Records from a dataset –
- Opening Delimiter -

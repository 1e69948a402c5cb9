//! Token kinds and structures for GraphQL.

use gqlbridge_core::Span;

#[cfg(feature = "serde")]
use serde::{Deserialize, Serialize};

/// The kind of a token.
///
/// Keywords get their own kinds so the parser can dispatch on them, but
/// every keyword is still a valid name wherever GraphQL expects one.
#[derive(Debug, Clone, Copy, PartialEq, Eq, Hash)]
#[cfg_attr(feature = "serde", derive(Serialize, Deserialize))]
#[repr(u8)]
pub enum TokenKind {
    // Special tokens
    Eof,
    Error,

    // Literals
    Ident,
    IntLiteral,
    FloatLiteral,
    StringLiteral,
    BlockStringLiteral,

    // Keywords - type system
    Type,
    Interface,
    Union,
    Enum,
    Input,
    Scalar,
    Schema,
    Extend,
    Implements,
    Directive,
    Repeatable,

    // Keywords - executable
    Query,
    Mutation,
    Subscription,
    Fragment,
    On,

    // Keywords - values
    True,
    False,
    Null,

    // Punctuation
    Bang,
    Dollar,
    Amp,
    LParen,
    RParen,
    Spread,
    Colon,
    Eq,
    At,
    LBracket,
    RBracket,
    LBrace,
    Pipe,
    RBrace,
}

impl TokenKind {
    #[must_use]
    pub const fn is_keyword(self) -> bool {
        matches!(
            self,
            Self::Type
                | Self::Interface
                | Self::Union
                | Self::Enum
                | Self::Input
                | Self::Scalar
                | Self::Schema
                | Self::Extend
                | Self::Implements
                | Self::Directive
                | Self::Repeatable
                | Self::Query
                | Self::Mutation
                | Self::Subscription
                | Self::Fragment
                | Self::On
                | Self::True
                | Self::False
                | Self::Null
        )
    }

    /// Returns true if the token can be read as a GraphQL name.
    #[must_use]
    pub const fn is_name(self) -> bool {
        matches!(self, Self::Ident) || self.is_keyword()
    }

    #[must_use]
    pub const fn is_punctuator(self) -> bool {
        matches!(
            self,
            Self::Bang
                | Self::Dollar
                | Self::Amp
                | Self::LParen
                | Self::RParen
                | Self::Spread
                | Self::Colon
                | Self::Eq
                | Self::At
                | Self::LBracket
                | Self::RBracket
                | Self::LBrace
                | Self::Pipe
                | Self::RBrace
        )
    }

    #[must_use]
    pub const fn as_str(self) -> &'static str {
        match self {
            Self::Eof => "<EOF>",
            Self::Error => "<error>",
            Self::Ident => "Name",
            Self::IntLiteral => "Int",
            Self::FloatLiteral => "Float",
            Self::StringLiteral => "String",
            Self::BlockStringLiteral => "BlockString",
            Self::Type => "type",
            Self::Interface => "interface",
            Self::Union => "union",
            Self::Enum => "enum",
            Self::Input => "input",
            Self::Scalar => "scalar",
            Self::Schema => "schema",
            Self::Extend => "extend",
            Self::Implements => "implements",
            Self::Directive => "directive",
            Self::Repeatable => "repeatable",
            Self::Query => "query",
            Self::Mutation => "mutation",
            Self::Subscription => "subscription",
            Self::Fragment => "fragment",
            Self::On => "on",
            Self::True => "true",
            Self::False => "false",
            Self::Null => "null",
            Self::Bang => "!",
            Self::Dollar => "$",
            Self::Amp => "&",
            Self::LParen => "(",
            Self::RParen => ")",
            Self::Spread => "...",
            Self::Colon => ":",
            Self::Eq => "=",
            Self::At => "@",
            Self::LBracket => "[",
            Self::RBracket => "]",
            Self::LBrace => "{",
            Self::Pipe => "|",
            Self::RBrace => "}",
        }
    }

    #[must_use]
    pub fn from_keyword(s: &str) -> Option<Self> {
        Some(match s {
            "type" => Self::Type,
            "interface" => Self::Interface,
            "union" => Self::Union,
            "enum" => Self::Enum,
            "input" => Self::Input,
            "scalar" => Self::Scalar,
            "schema" => Self::Schema,
            "extend" => Self::Extend,
            "implements" => Self::Implements,
            "directive" => Self::Directive,
            "repeatable" => Self::Repeatable,
            "query" => Self::Query,
            "mutation" => Self::Mutation,
            "subscription" => Self::Subscription,
            "fragment" => Self::Fragment,
            "on" => Self::On,
            "true" => Self::True,
            "false" => Self::False,
            "null" => Self::Null,
            _ => return None,
        })
    }
}

impl std::fmt::Display for TokenKind {
    fn fmt(&self, f: &mut std::fmt::Formatter<'_>) -> std::fmt::Result {
        if self.is_punctuator() {
            write!(f, "\"{}\"", self.as_str())
        } else {
            f.write_str(self.as_str())
        }
    }
}

/// A token with its kind and source span.
#[derive(Debug, Clone, Copy, PartialEq, Eq)]
#[cfg_attr(feature = "serde", derive(Serialize, Deserialize))]
pub struct Token {
    pub kind: TokenKind,
    pub span: Span,
}

impl Token {
    #[must_use]
    #[inline]
    pub const fn new(kind: TokenKind, span: Span) -> Self {
        Self { kind, span }
    }

    #[must_use]
    #[inline]
    pub const fn is_eof(&self) -> bool {
        matches!(self.kind, TokenKind::Eof)
    }
}

#[cfg(test)]
mod tests {
    use super::*;

    #[test]
    fn test_keywords_are_names() {
        for word in ["type", "query", "on", "null", "repeatable"] {
            let kind = TokenKind::from_keyword(word).unwrap();
            assert!(kind.is_keyword());
            assert!(kind.is_name());
            assert_eq!(kind.as_str(), word);
        }
        assert!(TokenKind::from_keyword("hello").is_none());
    }

    #[test]
    fn test_display_quotes_punctuators() {
        assert_eq!(TokenKind::RBrace.to_string(), "\"}\"");
        assert_eq!(TokenKind::Spread.to_string(), "\"...\"");
        assert_eq!(TokenKind::Eof.to_string(), "<EOF>");
        assert_eq!(TokenKind::Ident.to_string(), "Name");
    }
}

- Closing Delimiter -

Your answer must be a single number: the count of lines in the records above that contain "Interface".

ANSWER FOR THE TASK –
4